Cuando muera, con él se irá parte de la historia de Jorge Sauré, retratista de los años 20 y primera persona en retratar a un joven Pablo Neruda, quien destruyó todo su trabajo tras la muerte de su hija. Poirot alcanzó a conocerlo en 1982, en un viaje a Chile desde su exilio, en Barcelona. Viejo y enfermo, Sauré lo recibió en casa, y logró hacerle una foto. Es una de sus favoritas: Sauré, en el ocaso de su vida, mira a la cámara desde un sofá, y mientras en un rincón se cuela una figura fantasmal. Era una niña que entró a la habitación sin que nadie lo notara. Cuando Sauré murió al año siguiente, nadie se enteró de la noticia. 

Con Poirot también se irán preguntas que no han tenido respuesta sobre la trayectoria del célebre fotógrafo Antonio Quintana, uno de los autores de la histórica exposición Rostro de Chile, hecha en los años 60. ¿Quién se preguntará por la influencia que tuvo Neruda en su trabajo, a quien Quintana, a su vez, le enseñaba de marxismo? “Las escuelas de fotografía le pueden enseñar la técnica a cualquiera en tres meses.
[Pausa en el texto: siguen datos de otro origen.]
//! 入站队列消费者
//!
//! 每种操作（deploy / redeploy / undeploy / delete）绑定 `general_queue_count` 个分片队列，
//! 每个分片一个通道，prefetch 为 1。消息无论处理成功、失败还是无法解析都会被确认，
//! 处理结果通过回调报告给平台，而不是通过重新投递。

use std::sync::atomic::{AtomicBool, Ordering};
use std::sync::Arc;
use std::time::Instant;

use async_trait::async_trait;
use futures::StreamExt;
use lapin::{options::*, types::FieldTable, Channel, Connection, Consumer};
use tokio::sync::{OwnedRwLockReadGuard, RwLock};
use tracing::{debug, error, info, instrument, warn};

use scheduler_core::{
    config::MessageQueueConfig,
    models::{TaskOperation, TaskRequest},
    traits::{ScheduleRegistry, StatusReporter},
    Result, SchedulerError,
};
use scheduler_infrastructure::{
    declare_durable_queue, ConnectionListener, MetricsCollector, StructuredLogger,
};

use crate::task_manager::{OperationResult, TaskManager};

/// 单条入站消息的处理结果
#[derive(Debug, Clone, PartialEq, Eq)]
pub enum ConsumeOutcome {
    Processed(OperationResult),
    /// 消息无法解析或校验失败，已丢弃
    Rejected { reason: String },
}

/// 解析入站消息并交给生命周期管理器，与 broker 无关
#[derive(Clone)]
pub struct RequestProcessor {
    registry: Arc<dyn ScheduleRegistry>,
    reporter: Arc<dyn StatusReporter>,
    metrics: Arc<MetricsCollector>,
}

impl RequestProcessor {
    pub fn new(
        registry: Arc<dyn ScheduleRegistry>,
        reporter: Arc<dyn StatusReporter>,
        metrics: Arc<MetricsCollector>,
    ) -> Self {
        Self {
            registry,
            reporter,
            metrics,
        }
    }

    #[instrument(skip_all, fields(queue = %queue, operation = %operation))]
    pub async fn process(&self, queue: &str, operation: TaskOperation, body: &[u8]) -> ConsumeOutcome {
        let request = match TaskRequest::parse(operation, body) {
            Ok(request) => request,
            Err(e) => {
                let reason = e.to_string();
                self.metrics.record_message_rejected();
                StructuredLogger::log_message_rejected(queue, operation.as_str(), &reason);
                return ConsumeOutcome::Rejected { reason };
            }
        };

        let app = request.app().name.clone();
        let env = request.env().clone();
        let (doing, action) = verbs(operation);

        StructuredLogger::log_request_received(
            queue,
            operation.as_str(),
            &env.iid,
            request.tasks().len(),
        );
        info!(
            "Started {} app '{}' version '{}' environment '{}'",
            doing, app, env.version.name, env.name
        );

        let started = Instant::now();
        let mut manager = TaskManager::new(request, self.registry.clone(), self.reporter.clone());
        let result = manager.execute().await;
        self.metrics.record_lifecycle_operation(
            operation.as_str(),
            result.success,
            started.elapsed().as_secs_f64(),
        );

        if result.success {
            info!(
                "Completed {} app '{}' version '{}' environment '{}' successfully",
                doing, app, env.version.name, env.name
            );
        } else {
            error!(
                org_id = %env.org_id,
                app_id = %env.app_id,
                version_id = %env.version_id,
                error = result.error.as_deref().unwrap_or_default(),
                "Cannot {} app '{}' version '{}' environment '{}'",
                action,
                app,
                env.version.name,
                env.name
            );
        }

        ConsumeOutcome::Processed(result)
    }
}

fn verbs(operation: TaskOperation) -> (&'static str, &'static str) {
    match operation {
        TaskOperation::Deploy => ("deploying", "deploy"),
        TaskOperation::Redeploy => ("redeploying", "redeploy"),
        TaskOperation::Undeploy => ("undeploying", "undeploy"),
        TaskOperation::Delete => ("deleting", "delete"),
    }
}

/// 关闭时的排空闸门：每条消息处理期间持有读锁，排空时取写锁等待全部处理结束
#[derive(Clone, Default)]
pub struct DrainGate {
    draining: Arc<AtomicBool>,
    in_flight: Arc<RwLock<()>>,
}

impl DrainGate {
    /// 开始处理一条消息；正在排空时返回 None，消息保持未确认，由 broker 重新投递
    pub async fn enter(&self) -> Option<OwnedRwLockReadGuard<()>> {
        // 先拿读锁再检查标志，排空返回之后不会再有消息进入处理
        let guard = Arc::clone(&self.in_flight).read_owned().await;
        if self.draining.load(Ordering::SeqCst) {
            return None;
        }
        Some(guard)
    }

    pub async fn drain(&self) {
        self.draining.store(true, Ordering::SeqCst);
        let _ = self.in_flight.write().await;
    }

    pub fn is_draining(&self) -> bool {
        self.draining.load(Ordering::SeqCst)
    }
}

/// 在每次建立的连接上重新绑定全部入站队列
pub struct QueueConsumers {
    processor: RequestProcessor,
    queue_config: MessageQueueConfig,
    hostname: String,
    gate: DrainGate,
}

impl QueueConsumers {
    pub fn new(processor: RequestProcessor, queue_config: MessageQueueConfig) -> Self {
        Self {
            processor,
            queue_config,
            hostname: hostname::get()
                .unwrap_or_else(|_| "unknown".into())
                .to_string_lossy()
                .to_string(),
            gate: DrainGate::default(),
        }
    }

    /// 停止接收新消息并等待正在处理的消息完成确认，之后才能断开 broker 和停止存储
    pub async fn drain(&self) {
        self.gate.drain().await;
        info!("入站消费者已排空");
    }

    /// 全部 (操作, 队列名) 绑定，按操作再按分片排列
    pub fn queue_bindings(&self) -> Vec<(TaskOperation, String)> {
        TaskOperation::ALL
            .iter()
            .flat_map(|operation| {
                (1..=self.queue_config.general_queue_count).map(move |shard| {
                    (
                        *operation,
                        self.queue_config
                            .inbound_queue_name(&operation.queue_prefix(), shard),
                    )
                })
            })
            .collect()
    }

    async fn bind(
        &self,
        connection: &Connection,
        operation: TaskOperation,
        queue: String,
    ) -> Result<()> {
        let channel = connection
            .create_channel()
            .await
            .map_err(|e| SchedulerError::MessageQueue(format!("创建通道失败: {e}")))?;

        declare_durable_queue(&channel, &queue).await?;

        channel
            .basic_qos(1, BasicQosOptions::default())
            .await
            .map_err(|e| SchedulerError::MessageQueue(format!("设置prefetch失败: {e}")))?;

        let consumer_tag = format!("{}-{}", self.hostname, queue);
        let consumer = channel
            .basic_consume(
                &queue,
                &consumer_tag,
                BasicConsumeOptions::default(),
                FieldTable::default(),
            )
            .await
            .map_err(|e| SchedulerError::MessageQueue(format!("创建消费者失败: {e}")))?;

        info!("Listening messages from <{}> queue", queue);

        tokio::spawn(consume(
            self.processor.clone(),
            self.gate.clone(),
            channel,
            consumer,
            operation,
            queue,
        ));
        Ok(())
    }
}

#[async_trait]
impl ConnectionListener<Arc<Connection>> for QueueConsumers {
    async fn on_connected(&self, connection: &Arc<Connection>) -> Result<()> {
        if self.gate.is_draining() {
            debug!("消费者正在排空，不再绑定队列");
            return Ok(());
        }
        for (operation, queue) in self.queue_bindings() {
            self.bind(connection, operation, queue).await?;
        }
        Ok(())
    }
}

// prefetch 为 1，上一条确认之前 broker 不会投递下一条
async fn consume(
    processor: RequestProcessor,
    gate: DrainGate,
    channel: Channel,
    mut consumer: Consumer,
    operation: TaskOperation,
    queue: String,
) {
    while let Some(delivery) = consumer.next().await {
        let delivery = match delivery {
            Ok(delivery) => delivery,
            Err(e) => {
                warn!("队列 {} 消费中断: {}", queue, e);
                break;
            }
        };

        let Some(_in_flight) = gate.enter().await else {
            debug!("队列 {} 正在排空，消息留待重新投递", queue);
            break;
        };

        processor.process(&queue, operation, &delivery.data).await;

        if let Err(e) = channel
            .basic_ack(delivery.delivery_tag, BasicAckOptions::default())
            .await
        {
            warn!("确认队列 {} 的消息失败: {}", queue, e);
        }
    }

    debug!("队列 {} 的消费者已停止", queue);
}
Pero deberían obligar a los alumnos a hacer investigación sobre la historia de la fotografía. Leí hace un tiempo en internet una memoria sobre Quintana y está llena de errores. La memoria no es labor de una persona, es de mucha gente”, reflexiona. 

A mediados de junio, en el lanzamiento del libro conmemorativo de Rostro de Chile, editado por el Archivo Andrés Bello de la Universidad de Chile, Poirot habló de la fragilidad de la memoria fotográfica, de los nombres olvidados, de la historia de un arte que ni siquiera tiene un museo en Chile. “Los belgas me dijeron una vez ‘ustedes no tienen patrimonio, no tienen credibilidad internacional, porque no tienen historia ni fisonomía. Cuando quieran hacer la historia de la fotografía en su país, la van a tener que ir a buscar a Estados Unidos o Europa, porque no está en Chile’”, recuerda. Y luego enumera: hay fotos suyas en colecciones privadas en Inglaterra, en el Museo Reina Sofía, en Francia, en la Biblioteca del Congreso de Estados Unidos. “Pero en Chile no hay quien pueda recibir mi archivo y preservarlo”, advierte. “Y no es porque yo crea que mis fotos son maravillosas, sino simplemente porque he fotografiado parte de la historia del país”. 

Es por esto que su heredera es Fernanda, su esposa, y sus hijas. Ellas decidirán qué hacer con la enorme colección de negativos que Poirot ha acarreado por el mundo durante toda su vida, tal como ocurre con la mayoría de las familias de los fotógrafos. Mares de fotos a la deriva, sin un lugar que las acoja. 

2. Ser testigo y no olvidar

La preocupación por la memoria no nace solo por la falta de institucionalidad fotográfica, sino que tiene raíces más profundas, en los años 70, cuando era amigo de Víctor Jara, conocía a Pablo Neruda y era cercano a Salvador Allende. De este último fue su fotógrafo de campaña y correligionario en el Partido Socialista. No trabajaba en La Moneda, pero entraba como “Pedro por su casa”, al punto de que sería el único reportero gráfico presente el 29 de junio de 1973, el día del Tanquetazo. Allende le pidió que cubriese la gira de Fidel Castro por Chile, en 1971, y que viajase con él a Buenos Aires al cambio de mando de Héctor José Cámpora. “Nunca me pidió que le mostrara las fotos, nunca nadie las vio. Allende quería un testigo de afuera, que no fuese un funcionario del gobierno, una mirada externa. Aunque nunca me lo dijo así”, recuerda.  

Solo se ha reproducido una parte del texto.